We did broc in a variety of sizes last year. 

Six plants to a tub (think those are 18 gallon, $5 bucks from mart stores(target, kmart, etc) did really well but be sure to put in air holes on sides, LOTs on bottom and some above soil lvl for rain drainage. Two had 9 to a tub and they didn't grow nearly as big as the sixers.

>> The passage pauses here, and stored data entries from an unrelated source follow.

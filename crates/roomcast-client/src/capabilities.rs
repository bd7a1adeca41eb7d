//! Capability negotiation against the router
//!
//! Runs before any transport work; every later operation carries the
//! capabilities produced here.

use roomcast_protocol::{RtpCapabilities, RtpCodecCapability};

use crate::engine::MediaEngine;
use crate::error::{Result, SessionError};

pub struct CapabilityNegotiator;

impl CapabilityNegotiator {
    /// Load local capabilities through the engine and verify at least one
    /// codec is usable with the router
    pub async fn negotiate(
        engine: &dyn MediaEngine,
        router: &RtpCapabilities,
    ) -> Result<RtpCapabilities> {
        let local = engine
            .load_capabilities(router)
            .await
            .map_err(|e| SessionError::CapabilityLoadFailed(e.to_string()))?;

        let compatible = local
            .codecs
            .iter()
            .any(|l| router.codecs.iter().any(|r| codec_compatible(l, r)));
        if !compatible {
            return Err(SessionError::UnsupportedRouter);
        }

        tracing::info!(
            "negotiated {} local codecs against {} router codecs",
            local.codecs.len(),
            router.codecs.len()
        );
        Ok(local)
    }
}

fn codec_compatible(a: &RtpCodecCapability, b: &RtpCodecCapability) -> bool {
    a.mime_type.eq_ignore_ascii_case(&b.mime_type) && a.clock_rate == b.clock_rate
}
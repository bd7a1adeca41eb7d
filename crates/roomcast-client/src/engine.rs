//! Media engine abstraction
//!
//! The session layer never touches ICE, DTLS, or RTP itself; everything
//! below the signaling protocol is delegated to an engine implementing
//! these traits. The engine raises intents (connect, produce) that need a
//! signaling exchange before the engine-side operation can complete; the
//! transport controller services them and reports back through the
//! intent's completion channel.

use async_trait::async_trait;
use roomcast_protocol::{
    ConsumerId, DtlsParameters, IceCandidate, IceParameters, MediaKind, ProducerId,
    RtpCapabilities, RtpParameters, TransportId,
};
use std::sync::Arc;
use tokio::sync::{mpsc, oneshot};
use uuid::Uuid;

/// Error raised by the media engine collaborator
#[derive(Debug, Clone, thiserror::Error)]
#[error("media engine: {0}")]
pub struct EngineError(String);

impl EngineError {
    pub fn new(msg: impl Into<String>) -> Self {
        Self(msg.into())
    }
}

/// A live media track held by the engine
#[derive(Debug, Clone, PartialEq, Eq)]
pub struct MediaTrack {
    pub id: String,
    pub kind: MediaKind,
}

impl MediaTrack {
    /// A fresh local track handle
    pub fn new(kind: MediaKind) -> Self {
        Self {
            id: Uuid::new_v4().to_string(),
            kind,
        }
    }
}

/// Parameters handed to the engine when instantiating a transport,
/// straight from the `transport_created` reply
#[derive(Debug, Clone)]
pub struct TransportOptions {
    pub id: TransportId,
    pub ice_parameters: IceParameters,
    pub ice_candidates: Vec<IceCandidate>,
    pub dtls_parameters: DtlsParameters,
}

/// Parameters for an engine-side consume, straight from the
/// `consumer_created` reply
#[derive(Debug, Clone)]
pub struct ConsumeOptions {
    pub id: ConsumerId,
    pub producer_id: ProducerId,
    pub kind: MediaKind,
    pub rtp_parameters: RtpParameters,
}

/// An engine operation that needs a signaling exchange to complete
pub enum TransportIntent {
    /// The engine gathered DTLS parameters and wants the transport
    /// connected; ack only after the SFU confirms
    Connect {
        dtls_parameters: DtlsParameters,
        done: oneshot::Sender<Result<(), EngineError>>,
    },
    /// The engine prepared a local track and needs the server-assigned
    /// producer id
    Produce {
        kind: MediaKind,
        rtp_parameters: RtpParameters,
        done: oneshot::Sender<Result<ProducerId, EngineError>>,
    },
}

/// Capability-negotiating media engine
#[async_trait]
pub trait MediaEngine: Send + Sync {
    /// Load local capabilities against the router's; must succeed before
    /// any transport is created
    async fn load_capabilities(
        &self,
        router: &RtpCapabilities,
    ) -> Result<RtpCapabilities, EngineError>;

    async fn create_send_transport(
        &self,
        options: TransportOptions,
    ) -> Result<Arc<dyn MediaTransport>, EngineError>;

    async fn create_recv_transport(
        &self,
        options: TransportOptions,
    ) -> Result<Arc<dyn MediaTransport>, EngineError>;
}

/// One engine-level transport, one direction
#[async_trait]
pub trait MediaTransport: Send + Sync {
    fn id(&self) -> &TransportId;

    /// Hand over the intent stream; yields `Some` exactly once
    fn take_intents(&self) -> Option<mpsc::UnboundedReceiver<TransportIntent>>;

    /// Begin publishing a local track; resolves once the produce intent
    /// completed its signaling exchange
    async fn produce(
        &self,
        track: MediaTrack,
        encodings: serde_json::Value,
    ) -> Result<Arc<dyn EngineProducer>, EngineError>;

    /// Instantiate a consumer for a remote producer
    async fn consume(&self, options: ConsumeOptions) -> Result<Arc<dyn EngineConsumer>, EngineError>;

    async fn close(&self);
}

/// Engine handle for one published track
#[async_trait]
pub trait EngineProducer: Send + Sync {
    fn id(&self) -> &ProducerId;
    fn kind(&self) -> MediaKind;
    async fn set_paused(&self, paused: bool);
    async fn close(&self);
}

/// Engine handle for one subscribed track; created paused
#[async_trait]
pub trait EngineConsumer: Send + Sync {
    fn id(&self) -> &ConsumerId;
    fn kind(&self) -> MediaKind;
    fn track(&self) -> MediaTrack;
    async fn resume(&self);
    async fn close(&self);
}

Ones in 5gallon pails did okay. 1plant to 1 5gln pail. Ones in 3gln pails were small. Ones in anything less than that struggled big time.


----------



## Grandmotherbear (May 15, 2002)

Mine are in 5 gallon containers and are frequently fed with manure tea and osmacote. If you don't get the plant well centered the container will be likely to tip easily in any sort of wind. If you keep on container gardening you can keep the containers for the same plants year after year- just swap the dirt around. I started with 3 gallon containers but the tomatoes and brassicas really weren't happy with so little space.
I lose about a thrid to half my dirt each year from my containers. I do mulch heavily so that could be the organic stuff decomposing. 
I used the 18 gallon tub that had been my tadpole pond for potatoes. The cracks that developed in it didn't go but halfway down so I threw a couple inches sugar sand in the bottom and then the good dirt and the potatoes. Florida is still in a drought so I don't anticipate them getting water logged. Maybe next year I'll use it for broccolli.

Containers are a LOT easier to keep weeded than a "ground" garden.


----------